The exact mechanism by which HO occurs is not fully understood, but trauma, surgery or deep burns cause local inflammation, followed by the arrival of skeletal cells that develop into chondrocytes (cartilage cells), and are then replaced by intrusive bone. Thus, 10 to 13 percent of orthopedic patients may develop HO, mostly without major symptoms, after knee replacement or other invasive surgeries. The incidence of HO is far higher in wounded soldiers—nearly 65 percent—because modern weapons cause extreme, wide and deep tissue damage.

Although HO is not life-threatening, the bone growths can press against nerves and blood vessels, resulting in chronic pain, limited motion, problems fitting prosthetic limbs and other complications.

The congenital form of the disorder is called fibrodysplasia ossificans progressiva (FOP) and becomes manifest in children by the age of 5 or 6. While very rare, affecting an estimated 700 U.S. children, it is progressive and often fatal in young adults. Surgery cannot be used in children with FOP because it would trigger explosive HO.  

In the current study, Iwamoto and colleagues used retinoid agonists, a class of agents related to vitamin A, in mice that were genetically engineered to model HO. Specifically, they used nuclear retinoic acid receptor-gamma (RAR-gamma) agonists, which selectively target a regulatory pathway during cartilage formation—an essential step in the development of HO.

The RAR-gamma agonists prevented HO from occurring in the mice, with minimal side effects. In contrast, control mice developed HO-like bone masses. Even more encouragingly, the protective effect appeared to be permanent, persisting even after drug treatment ended.

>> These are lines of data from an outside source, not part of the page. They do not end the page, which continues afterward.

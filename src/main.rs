// CLI harness: train the selected n-gram models on a plain-text corpus,
// then score and rank candidate sentences from a file.

use std::collections::HashMap;
use std::fs;

use anyhow::{anyhow, bail, Result};
use clap::Parser;
use kdam::tqdm;
use serde::Serialize;

use ngram_fluency::corpus::{Corpus, TxtReader};
use ngram_fluency::io::Save;
use ngram_fluency::lms::{
    KneserNeyModel, LanguageModel, LaplaceBigramModel, LaplaceUnigramModel, StupidBackoffModel,
};
use ngram_fluency::tokenize::{Tokenize, WhitespaceTokenizer};

#[derive(Parser, Debug)]
#[command(version, about, long_about = None)]
struct Args {
    /// Plain-text training corpus, one sentence per line.
    #[arg(long)]
    train_path: String,

    /// Candidate sentences to score, one per line.
    #[arg(long)]
    candidates_path: String,

    /// Which model to train: unigram, bigram, backoff, kneser-ney, or all.
    #[arg(long, default_value = "all")]
    model: String,

    /// Write per-model candidate scores to this JSON file.
    #[arg(long)]
    results_path: Option<String>,

    /// Dump each trained model to `<save_path>.<model-name>` (bincode).
    #[arg(long)]
    save_path: Option<String>,

    /// Use log-space arithmetic for the Stupid Backoff and Kneser-Ney
    /// backoff/interpolation terms instead of the legacy scoring
    /// arithmetic those models default to.
    #[arg(long, default_value_t = false)]
    strict_log_space: bool,
}

#[derive(Serialize)]
struct ScoreReport {
    candidates: Vec<String>,
    scores: HashMap<String, Vec<f64>>,
}

fn main() -> Result<()> {
    let args = Args::parse();

    let reader = TxtReader::open(&args.train_path)?;
    let mut sentences = Vec::new();
    for (_, sentence) in tqdm!(reader) {
        sentences.push(sentence);
    }
    let corpus = Corpus::new(sentences);
    println!("#(sentences): {}", corpus.len());

    let tokenizer = WhitespaceTokenizer::new();
    let candidates_raw = fs::read_to_string(&args.candidates_path)?;
    let candidates: Vec<(String, Vec<String>)> = candidates_raw
        .lines()
        .map(|line| (line.to_string(), tokenizer.tokenize(line)))
        .filter(|(_, tokens)| !tokens.is_empty())
        .collect();
    println!("#(candidates): {}", candidates.len());

    let models = build_models(&args, &corpus)?;

    let mut report = ScoreReport {
        candidates: candidates.iter().map(|(raw, _)| raw.clone()).collect(),
        scores: HashMap::new(),
    };

    for model in &models {
        let scores: Vec<f64> = candidates
            .iter()
            .map(|(_, tokens)| model.score(tokens))
            .collect();

        let mut ranked: Vec<(f64, &str)> = scores
            .iter()
            .zip(candidates.iter())
            .map(|(score, (raw, _))| (*score, raw.as_str()))
            .collect();
        ranked.sort_by(|a, b| b.0.partial_cmp(&a.0).unwrap_or(std::cmp::Ordering::Equal));

        println!("{}:", model.name());
        for (score, raw) in &ranked {
            println!("  {:>14.6}  {}", score, raw);
        }

        report.scores.insert(model.name().to_string(), scores);
    }

    if let Some(path) = &args.results_path {
        fs::write(path, serde_json::to_string(&report)?)?;
        println!("Wrote results to {}", path);
    }

    Ok(())
}

fn build_models(args: &Args, corpus: &Corpus) -> Result<Vec<Box<dyn LanguageModel>>> {
    let compat = !args.strict_log_space;
    let wants = |name: &str| args.model == "all" || args.model == name;
    let mut models: Vec<Box<dyn LanguageModel>> = Vec::new();

    if wants("unigram") {
        let model = LaplaceUnigramModel::new(corpus);
        save_if_requested(&model, model.name(), args)?;
        models.push(Box::new(model));
    }
    if wants("bigram") {
        let model = LaplaceBigramModel::new(corpus);
        save_if_requested(&model, model.name(), args)?;
        models.push(Box::new(model));
    }
    if wants("backoff") {
        let model = StupidBackoffModel::with_compat(corpus, compat);
        save_if_requested(&model, model.name(), args)?;
        models.push(Box::new(model));
    }
    if wants("kneser-ney") {
        let model = KneserNeyModel::with_compat(corpus, compat);
        save_if_requested(&model, model.name(), args)?;
        models.push(Box::new(model));
    }

    if models.is_empty() {
        bail!("unknown model: {}", args.model);
    }
    Ok(models)
}

fn save_if_requested<M: Save>(model: &M, name: &str, args: &Args) -> Result<()> {
    if let Some(base) = &args.save_path {
        let path = format!("{}.{}", base, name);
        model
            .save(&path)
            .map_err(|e| anyhow!("saving {}: {}", path, e))?;
        println!("Saved {} to {}", name, path);
    }
    Ok(())
}
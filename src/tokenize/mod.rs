pub mod whitespace;

pub use self::whitespace::WhitespaceTokenizer;

pub trait Tokenize {
    fn tokenize(&self, text: &str) -> Vec<String>;
}
pub mod load;
pub mod save;

pub use self::load::Load;
pub use self::save::Save;
use serde::{Deserialize, Serialize};
use std::borrow::Borrow;
use std::collections::HashMap;
use std::hash::Hash;

/// Count table with an explicit default: absent keys count as 0. Built
/// during training pass 1, read-only afterwards.
#[derive(Debug, Clone, Default, PartialEq, Serialize, Deserialize)]
pub struct CountTable<K: Eq + Hash> {
    counts: HashMap<K, u64>,
}

impl<K: Eq + Hash> CountTable<K> {
    pub fn new() -> Self {
        CountTable {
            counts: HashMap::new(),
        }
    }

    pub fn increment(&mut self, key: K) {
        *self.counts.entry(key).or_insert(0) += 1;
    }

    /// Absent keys are 0 by contract, never an error.
    pub fn get<Q>(&self, key: &Q) -> u64
    where
        K: Borrow<Q>,
        Q: Eq + Hash + ?Sized,
    {
        self.counts.get(key).copied().unwrap_or(0)
    }

    pub fn contains<Q>(&self, key: &Q) -> bool
    where
        K: Borrow<Q>,
        Q: Eq + Hash + ?Sized,
    {
        self.counts.contains_key(key)
    }

    /// Number of distinct keys, i.e. the vocabulary size for token keys.
    pub fn len(&self) -> usize {
        self.counts.len()
    }

    pub fn is_empty(&self) -> bool {
        self.counts.is_empty()
    }
}

/// Probability/weight table derived in training pass 2. Lookups declare
/// their own default for absent keys instead of relying on ambient
/// defaulting.
#[derive(Debug, Clone, Default, PartialEq, Serialize, Deserialize)]
pub struct ScoreTable<K: Eq + Hash> {
    scores: HashMap<K, f64>,
}

impl<K: Eq + Hash> ScoreTable<K> {
    pub fn new() -> Self {
        ScoreTable {
            scores: HashMap::new(),
        }
    }

    pub fn insert(&mut self, key: K, value: f64) {
        self.scores.insert(key, value);
    }

    pub fn get_or<Q>(&self, key: &Q, default: f64) -> f64
    where
        K: Borrow<Q>,
        Q: Eq + Hash + ?Sized,
    {
        self.scores.get(key).copied().unwrap_or(default)
    }

    pub fn contains<Q>(&self, key: &Q) -> bool
    where
        K: Borrow<Q>,
        Q: Eq + Hash + ?Sized,
    {
        self.scores.contains_key(key)
    }

    pub fn iter(&self) -> impl Iterator<Item = (&K, f64)> {
        self.scores.iter().map(|(k, v)| (k, *v))
    }

    pub fn len(&self) -> usize {
        self.scores.len()
    }

    pub fn is_empty(&self) -> bool {
        self.scores.is_empty()
    }
}
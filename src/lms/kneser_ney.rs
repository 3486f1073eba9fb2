use serde::{Deserialize, Serialize};
use std::collections::{HashMap, HashSet};

use crate::corpus::{Corpus, HasWord};
use crate::lms::table::{CountTable, ScoreTable};
use crate::lms::LanguageModel;

const DISCOUNT: f64 = 0.5;

/// Interpolated Kneser-Ney, bigram, absolute discounting with d = 0.5:
///
///   P(w | prev) = max(c(prev, w) - d, 0) / c(prev) + lambda(prev) * Pcont(w)
///   lambda(prev) = d * |succ(prev)| / c(prev)
///   Pcont(w) = |pred(w)| / |bigram types|
///
/// where pred(w) is the set of distinct predecessors of w, succ(prev) the
/// set of distinct successors of prev, and the normalizer is the single
/// global count of distinct observed bigram types. Summed over the
/// vocabulary, Pcont is a proper distribution.
///
/// With `interpolation_compat` (the default), `score` adds the raw
/// interpolated probabilities for observed pairs even though the
/// unseen-pair fallback contributes log terms, mixing scales. This is a
/// long-standing quirk of the model family, kept as the default for score
/// compatibility rather than silently corrected; pass
/// `interpolation_compat = false` to take the log of every interpolated
/// term instead.
#[derive(Debug, Clone, PartialEq, Serialize, Deserialize)]
pub struct KneserNeyModel {
    discount: f64,
    ntokens: u64,
    token_counts: CountTable<String>,
    pair_counts: CountTable<(String, String)>,
    pair_probs: ScoreTable<(String, String)>,
    lambdas: ScoreTable<String>,
    continuations: ScoreTable<String>,
    interpolation_compat: bool,
}

impl KneserNeyModel {
    pub fn new<D: HasWord>(corpus: &Corpus<D>) -> Self {
        Self::with_compat(corpus, true)
    }

    pub fn with_compat<D: HasWord>(corpus: &Corpus<D>, interpolation_compat: bool) -> Self {
        let mut model = Self {
            discount: DISCOUNT,
            ntokens: 0,
            token_counts: CountTable::new(),
            pair_counts: CountTable::new(),
            pair_probs: ScoreTable::new(),
            lambdas: ScoreTable::new(),
            continuations: ScoreTable::new(),
            interpolation_compat,
        };
        model.train(corpus);
        model
    }

    fn train<D: HasWord>(&mut self, corpus: &Corpus<D>) {
        let mut pred_sets: HashMap<String, HashSet<String>> = HashMap::new();
        let mut succ_sets: HashMap<String, HashSet<String>> = HashMap::new();
        let mut bigram_types: HashSet<(String, String)> = HashSet::new();

        for sentence in corpus.sentences() {
            let mut last: Option<&str> = None;
            for datum in sentence.data() {
                let token = datum.word();
                self.ntokens += 1;
                self.token_counts.increment(token.to_string());
                if let Some(prev) = last {
                    self.pair_counts
                        .increment((prev.to_string(), token.to_string()));
                    pred_sets
                        .entry(token.to_string())
                        .or_default()
                        .insert(prev.to_string());
                    succ_sets
                        .entry(prev.to_string())
                        .or_default()
                        .insert(token.to_string());
                    bigram_types.insert((prev.to_string(), token.to_string()));
                }
                last = Some(token);
            }
        }

        let n_bigram_types = bigram_types.len();

        for sentence in corpus.sentences() {
            let mut last: Option<&str> = None;
            for datum in sentence.data() {
                let token = datum.word();
                if !self.continuations.contains(token) {
                    let n_preds = pred_sets.get(token).map_or(0, |s| s.len());
                    // A corpus with no bigrams at all has nothing to
                    // normalize over.
                    let p_cont = if n_bigram_types == 0 {
                        0.0
                    } else {
                        n_preds as f64 / n_bigram_types as f64
                    };
                    self.continuations.insert(token.to_string(), p_cont);
                }
                if let Some(prev) = last {
                    let n_succs = succ_sets.get(prev).map_or(0, |s| s.len());
                    let lambda =
                        self.discount * n_succs as f64 / self.token_counts.get(prev) as f64;
                    self.lambdas.insert(prev.to_string(), lambda);

                    let pair = (prev.to_string(), token.to_string());
                    let discounted =
                        (self.pair_counts.get(&pair) as f64 - self.discount).max(0.0);
                    let prob = discounted / self.token_counts.get(prev) as f64
                        + lambda * self.continuations.get_or(token, 0.0);
                    self.pair_probs.insert(pair, prob);
                }
                last = Some(token);
            }
        }
    }

    #[cfg(test)]
    fn continuation_sum(&self) -> f64 {
        self.continuations.iter().map(|(_, p)| p).sum()
    }
}

impl LanguageModel for KneserNeyModel {
    fn name(&self) -> &str {
        "kneser-ney"
    }

    fn score(&self, sentence: &[String]) -> f64 {
        if self.ntokens == 0 {
            return f64::NEG_INFINITY;
        }
        let mut score = 0.0;
        let mut last: Option<&String> = None;
        for token in sentence {
            if let Some(prev) = last {
                let pair = (prev.clone(), token.clone());
                if self.pair_probs.contains(&pair) {
                    let prob = self.pair_probs.get_or(&pair, 0.0);
                    score += if self.interpolation_compat {
                        prob
                    } else {
                        prob.ln()
                    };
                } else {
                    let lambda = self.lambdas.get_or(prev.as_str(), 0.0);
                    let p_cont = self.continuations.get_or(token.as_str(), 0.0);
                    if lambda != 0.0 && p_cont != 0.0 {
                        let term = lambda * p_cont;
                        score += if self.interpolation_compat {
                            term
                        } else {
                            term.ln()
                        };
                    } else {
                        // Context or token never seen in training.
                        score += (1.0 / self.ntokens as f64).ln();
                    }
                }
            }
            last = Some(token);
        }
        score
    }
}

#[cfg(test)]
mod tests {
    use super::*;

    fn tokens(words: &[&str]) -> Vec<String> {
        words.iter().map(|x| x.to_string()).collect()
    }

    #[test]
    fn test_interpolated_probability_abab() {
        // [a, b, a, b]: c(a) = c(b) = 2, c(a,b) = 2, c(b,a) = 1,
        // 2 bigram types, Pcont(a) = Pcont(b) = 1/2,
        // lambda(a) = lambda(b) = 0.5 * 1 / 2 = 0.25.
        // P(b|a) = (2 - 0.5)/2 + 0.25 * 0.5 = 0.875.
        // P(a|b) = (1 - 0.5)/2 + 0.25 * 0.5 = 0.375.
        let corpus = Corpus::from_text("a b a b");
        let model = KneserNeyModel::new(&corpus);
        assert_eq!(model.score(&tokens(&["a", "b"])), 0.875);
        assert_eq!(model.score(&tokens(&["b", "a"])), 0.375);
    }

    #[test]
    fn test_unseen_pair_falls_back_to_interpolation_weight() {
        // (b, b) unseen: lambda(b) * Pcont(b) = 0.25 * 0.5 = 0.125.
        let corpus = Corpus::from_text("a b a b");
        let model = KneserNeyModel::new(&corpus);
        assert_eq!(model.score(&tokens(&["b", "b"])), 0.125);
    }

    #[test]
    fn test_unseen_token_last_resort() {
        // Pcont(z) = 0, so the last-resort term ln(1/N) applies.
        let corpus = Corpus::from_text("a b a b");
        let model = KneserNeyModel::new(&corpus);
        assert_eq!(model.score(&tokens(&["a", "z"])), 0.25f64.ln());
    }

    #[test]
    fn test_continuation_distribution_is_proper() {
        let corpus = Corpus::from_text("the cat sat\nthe dog sat\na cat ran");
        let model = KneserNeyModel::new(&corpus);
        assert!((model.continuation_sum() - 1.0).abs() < 1e-12);
    }

    #[test]
    fn test_strict_log_space_mode() {
        let corpus = Corpus::from_text("a b a b");
        let model = KneserNeyModel::with_compat(&corpus, false);
        assert_eq!(model.score(&tokens(&["a", "b"])), 0.875f64.ln());
        assert_eq!(model.score(&tokens(&["b", "b"])), 0.125f64.ln());
    }

    #[test]
    fn test_empty_and_single_sequences() {
        let corpus = Corpus::from_text("a b a b");
        let model = KneserNeyModel::new(&corpus);
        assert_eq!(model.score(&[]), 0.0);
        assert_eq!(model.score(&tokens(&["a"])), 0.0);
    }

    #[test]
    fn test_empty_corpus_is_degenerate_not_a_panic() {
        let model = KneserNeyModel::new(&Corpus::from_text(""));
        assert_eq!(model.score(&tokens(&["a", "b"])), f64::NEG_INFINITY);
    }

    #[test]
    fn test_single_token_sentences_have_no_bigram_types() {
        // One-token lines produce no pairs; construction must still work.
        let corpus = Corpus::from_text("a\nb\nc");
        let model = KneserNeyModel::new(&corpus);
        assert_eq!(model.score(&tokens(&["a", "b"])), (1.0f64 / 3.0).ln());
    }

    #[test]
    fn test_training_is_deterministic() {
        let text = "the cat sat\nthe dog sat";
        let first = KneserNeyModel::new(&Corpus::from_text(text));
        let second = KneserNeyModel::new(&Corpus::from_text(text));
        assert_eq!(first, second);
    }
}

Furthermore, the same agent blocked HO from occurring in mice that had been genetically engineered to express a mutant protein analogous to the one found in children with FOP.

"These agents have the biological properties needed to interfere with the specific events that occur in HO," said Pacifici. "If these animal results are borne out in humans, we may have very potent and effective treatments for both forms of this disease—injury-induced HO and the congenital form."

The authors cautioned that more in-depth preclinical studies must be performed before retinoid agonists are tested in humans with HO. They pointed out, however, that one retinoid agonist is already being used in a current clinical trial for another disease, and it might be possible to gain access to this agent from the manufacturer for clinical trials.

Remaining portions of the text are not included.